● **Records**
● ● ● ● ● ● ●

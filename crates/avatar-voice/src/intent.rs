//! **IntentGenerator**: ask the language model for a short list of reply segments.
//!
//! The model is asked for JSON only. Two reply shapes are accepted: a bare array of
//! segments, or an object holding that array under `"messages"`. Anything else is
//! `MalformedResponse`.

use crate::config::{
    AvatarConfig, DEFAULT_LLM_MAX_TOKENS, DEFAULT_LLM_MODEL, DEFAULT_LLM_TEMPERATURE, MAX_SEGMENTS,
};
use crate::error::{PipelineError, PipelineResult};
use crate::segment::{Animation, FacialExpression, ReplySegment};
use async_trait::async_trait;
use serde::{Deserialize, Serialize};
use serde_json::Value;
use std::sync::Arc;
use std::time::Duration;
use tracing::{debug, warn};

const SERVICE: &str = "language model";

/// Key under which a wrapped reply carries its segment array.
pub const WRAPPER_KEY: &str = "messages";

/// Chat-completion backend that answers with a JSON document.
#[async_trait]
pub trait ChatModel: Send + Sync {
    /// Return the assistant's raw message content for one system + user exchange.
    async fn complete_json(&self, system: &str, user: &str) -> PipelineResult<String>;
}

// OpenAI-compatible request/response
#[derive(Serialize)]
struct ChatRequest<'a> {
    model: &'a str,
    messages: Vec<ChatMessage<'a>>,
    temperature: f32,
    max_tokens: u32,
    response_format: ResponseFormat,
}

#[derive(Serialize)]
struct ChatMessage<'a> {
    role: &'a str,
    content: &'a str,
}

#[derive(Serialize)]
struct ResponseFormat {
    #[serde(rename = "type")]
    kind: &'static str,
}

#[derive(Deserialize)]
struct ChatResponse {
    choices: Vec<ChatChoice>,
}

#[derive(Deserialize)]
struct ChatChoice {
    message: ChatMessageResponse,
}

#[derive(Deserialize)]
struct ChatMessageResponse {
    content: Option<String>,
}

/// OpenAI chat completions in JSON-object mode.
pub struct OpenAiChat {
    base_url: String,
    api_key: String,
    model: String,
    temperature: f32,
    max_tokens: u32,
    client: reqwest::Client,
}

impl OpenAiChat {
    pub fn new(base_url: impl Into<String>, api_key: impl Into<String>) -> PipelineResult<Self> {
        let client = reqwest::Client::builder()
            .timeout(Duration::from_secs(60))
            .build()
            .map_err(|e| PipelineError::upstream(SERVICE, e.to_string()))?;
        Ok(Self {
            base_url: base_url.into().trim_end_matches('/').to_string(),
            api_key: api_key.into().trim().to_string(),
            model: DEFAULT_LLM_MODEL.to_string(),
            temperature: DEFAULT_LLM_TEMPERATURE,
            max_tokens: DEFAULT_LLM_MAX_TOKENS,
            client,
        })
    }

    /// Build from config. A missing key is allowed; the pipeline checks credentials
    /// before generating.
    pub fn from_config(config: &AvatarConfig) -> PipelineResult<Self> {
        Ok(Self::new(&config.llm_api_url, config.llm_api_key.clone().unwrap_or_default())?
            .with_model(&config.llm_model)
            .with_sampling(config.llm_temperature, config.llm_max_tokens))
    }

    pub fn with_model(mut self, model: &str) -> Self {
        self.model = model.to_string();
        self
    }

    pub fn with_sampling(mut self, temperature: f32, max_tokens: u32) -> Self {
        self.temperature = temperature;
        self.max_tokens = max_tokens;
        self
    }
}

#[async_trait]
impl ChatModel for OpenAiChat {
    async fn complete_json(&self, system: &str, user: &str) -> PipelineResult<String> {
        let url = format!("{}/chat/completions", self.base_url);
        let body = ChatRequest {
            model: &self.model,
            messages: vec![
                ChatMessage {
                    role: "system",
                    content: system,
                },
                ChatMessage {
                    role: "user",
                    content: user,
                },
            ],
            temperature: self.temperature,
            max_tokens: self.max_tokens,
            response_format: ResponseFormat {
                kind: "json_object",
            },
        };

        let res = self
            .client
            .post(&url)
            .bearer_auth(&self.api_key)
            .json(&body)
            .send()
            .await
            .map_err(|e| PipelineError::upstream(SERVICE, e.to_string()))?;
        if !res.status().is_success() {
            let status = res.status();
            let body = res.text().await.unwrap_or_default();
            return Err(PipelineError::upstream(
                SERVICE,
                format!("chat API error {}: {}", status, body),
            ));
        }

        // A body that cannot be read is a transport failure; one that cannot be parsed is not.
        let bytes = res
            .bytes()
            .await
            .map_err(|e| PipelineError::upstream(SERVICE, format!("reading reply: {}", e)))?;
        let parsed: ChatResponse = serde_json::from_slice(&bytes)
            .map_err(|e| PipelineError::MalformedResponse(format!("chat envelope: {}", e)))?;
        parsed
            .choices
            .into_iter()
            .next()
            .and_then(|c| c.message.content)
            .ok_or_else(|| PipelineError::MalformedResponse("chat reply has no content".to_string()))
    }
}

/// System directive fixing the output contract. Tag lists come from the enums so the
/// prompt and the parser cannot drift apart.
pub fn system_directive(max_segments: usize) -> String {
    let expressions = FacialExpression::ALL
        .iter()
        .map(|e| e.as_str())
        .collect::<Vec<_>>()
        .join(", ");
    let animations = Animation::ALL
        .iter()
        .map(|a| a.as_str())
        .collect::<Vec<_>>()
        .join(", ");
    format!(
        "You are a warm, playful virtual companion who talks through an animated 3D avatar.\n\
         You will always reply with a JSON array of messages, with a maximum of {max} messages, \
         wrapped in an object under the key \"{key}\".\n\
         Each message has a text, facialExpression, and animation property.\n\
         The different facial expressions are: {expressions}.\n\
         The different animations are: {animations}.",
        max = max_segments,
        key = WRAPPER_KEY,
        expressions = expressions,
        animations = animations,
    )
}

#[derive(Deserialize)]
struct RawSegment {
    #[serde(default)]
    text: Option<Value>,
    #[serde(default, rename = "facialExpression")]
    facial_expression: Option<Value>,
    #[serde(default)]
    animation: Option<Value>,
}

/// Parse the model's reply into at most `max_segments` segment stubs, indexed from 0.
///
/// Entries without usable text are dropped; unknown tags fall back to `default` / `Idle`.
pub fn parse_segments(raw: &str, max_segments: usize) -> PipelineResult<Vec<ReplySegment>> {
    let value: Value = serde_json::from_str(raw.trim())
        .map_err(|e| PipelineError::MalformedResponse(format!("reply is not JSON: {}", e)))?;

    let entries = match value {
        Value::Array(items) => items,
        Value::Object(mut map) => match map.remove(WRAPPER_KEY) {
            Some(Value::Array(items)) => items,
            _ => {
                return Err(PipelineError::MalformedResponse(format!(
                    "expected a JSON array or an object with a \"{}\" array",
                    WRAPPER_KEY
                )))
            }
        },
        other => {
            return Err(PipelineError::MalformedResponse(format!(
                "expected a JSON array of segments, got {}",
                json_type(&other)
            )))
        }
    };

    let cap = max_segments.clamp(1, MAX_SEGMENTS);
    let mut segments = Vec::with_capacity(cap);
    let mut usable = 0usize;
    for entry in entries {
        let raw: RawSegment = match serde_json::from_value(entry) {
            Ok(r) => r,
            Err(e) => {
                warn!(target: "avatar::intent", "skipping non-object segment: {}", e);
                continue;
            }
        };
        let text = match raw.text.as_ref().and_then(Value::as_str).map(str::trim) {
            Some(t) if !t.is_empty() => t.to_string(),
            _ => {
                warn!(target: "avatar::intent", "skipping segment without text");
                continue;
            }
        };
        usable += 1;
        if segments.len() == cap {
            continue;
        }
        let facial_expression = normalize_tag(
            raw.facial_expression.as_ref(),
            FacialExpression::from_tag,
            FacialExpression::Default,
            "facialExpression",
        );
        let animation = normalize_tag(
            raw.animation.as_ref(),
            Animation::from_tag,
            Animation::Idle,
            "animation",
        );
        segments.push(ReplySegment::stub(
            segments.len(),
            text,
            facial_expression,
            animation,
        ));
    }

    if usable > cap {
        warn!(
            target: "avatar::intent",
            produced = usable,
            cap,
            "model exceeded the segment cap; extra segments dropped"
        );
    }
    if segments.is_empty() {
        return Err(PipelineError::MalformedResponse(
            "reply contains no usable segments".to_string(),
        ));
    }
    Ok(segments)
}

fn normalize_tag<T: Copy>(
    value: Option<&Value>,
    lookup: fn(&str) -> Option<T>,
    fallback: T,
    field: &str,
) -> T {
    match value.and_then(Value::as_str) {
        Some(tag) => lookup(tag).unwrap_or_else(|| {
            warn!(target: "avatar::intent", "unknown {} {:?}; using fallback", field, tag);
            fallback
        }),
        None => fallback,
    }
}

fn json_type(value: &Value) -> &'static str {
    match value {
        Value::Null => "null",
        Value::Bool(_) => "a boolean",
        Value::Number(_) => "a number",
        Value::String(_) => "a string",
        Value::Array(_) => "an array",
        Value::Object(_) => "an object",
    }
}

/// Requests and normalizes reply segments for a user message.
pub struct IntentGenerator {
    model: Arc<dyn ChatModel>,
    max_segments: usize,
    directive: String,
}

impl IntentGenerator {
    pub fn new(model: Arc<dyn ChatModel>, max_segments: usize) -> Self {
        let max_segments = max_segments.clamp(1, MAX_SEGMENTS);
        Self {
            model,
            max_segments,
            directive: system_directive(max_segments),
        }
    }

    pub fn directive(&self) -> &str {
        &self.directive
    }

    /// `message` must be non-empty; the orchestrator answers empty input itself.
    pub async fn generate(&self, message: &str) -> PipelineResult<Vec<ReplySegment>> {
        let raw = self.model.complete_json(&self.directive, message).await?;
        debug!(target: "avatar::intent", "model reply: {}", raw);
        parse_segments(&raw, self.max_segments)
    }
}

● ● ● ● ● ● ●

In the answer, the lines from the first line of the data above through the line containing "const SERVICE: &str" must appear exactly as written, with nothing else.

● **Written answer**
filename crates/avatar-voice/src/intent.rs
//! **IntentGenerator**: ask the language model for a short list of reply segments.
//!
//! The model is asked for JSON only. Two reply shapes are accepted: a bare array of
//! segments, or an object holding that array under `"messages"`. Anything else is
//! `MalformedResponse`.

use crate::config::{
    AvatarConfig, DEFAULT_LLM_MAX_TOKENS, DEFAULT_LLM_MODEL, DEFAULT_LLM_TEMPERATURE, MAX_SEGMENTS,
};
use crate::error::{PipelineError, PipelineResult};
use crate::segment::{Animation, FacialExpression, ReplySegment};
use async_trait::async_trait;
use serde::{Deserialize, Serialize};
use serde_json::Value;
use std::sync::Arc;
use std::time::Duration;
use tracing::{debug, warn};

const SERVICE: &str = "language model";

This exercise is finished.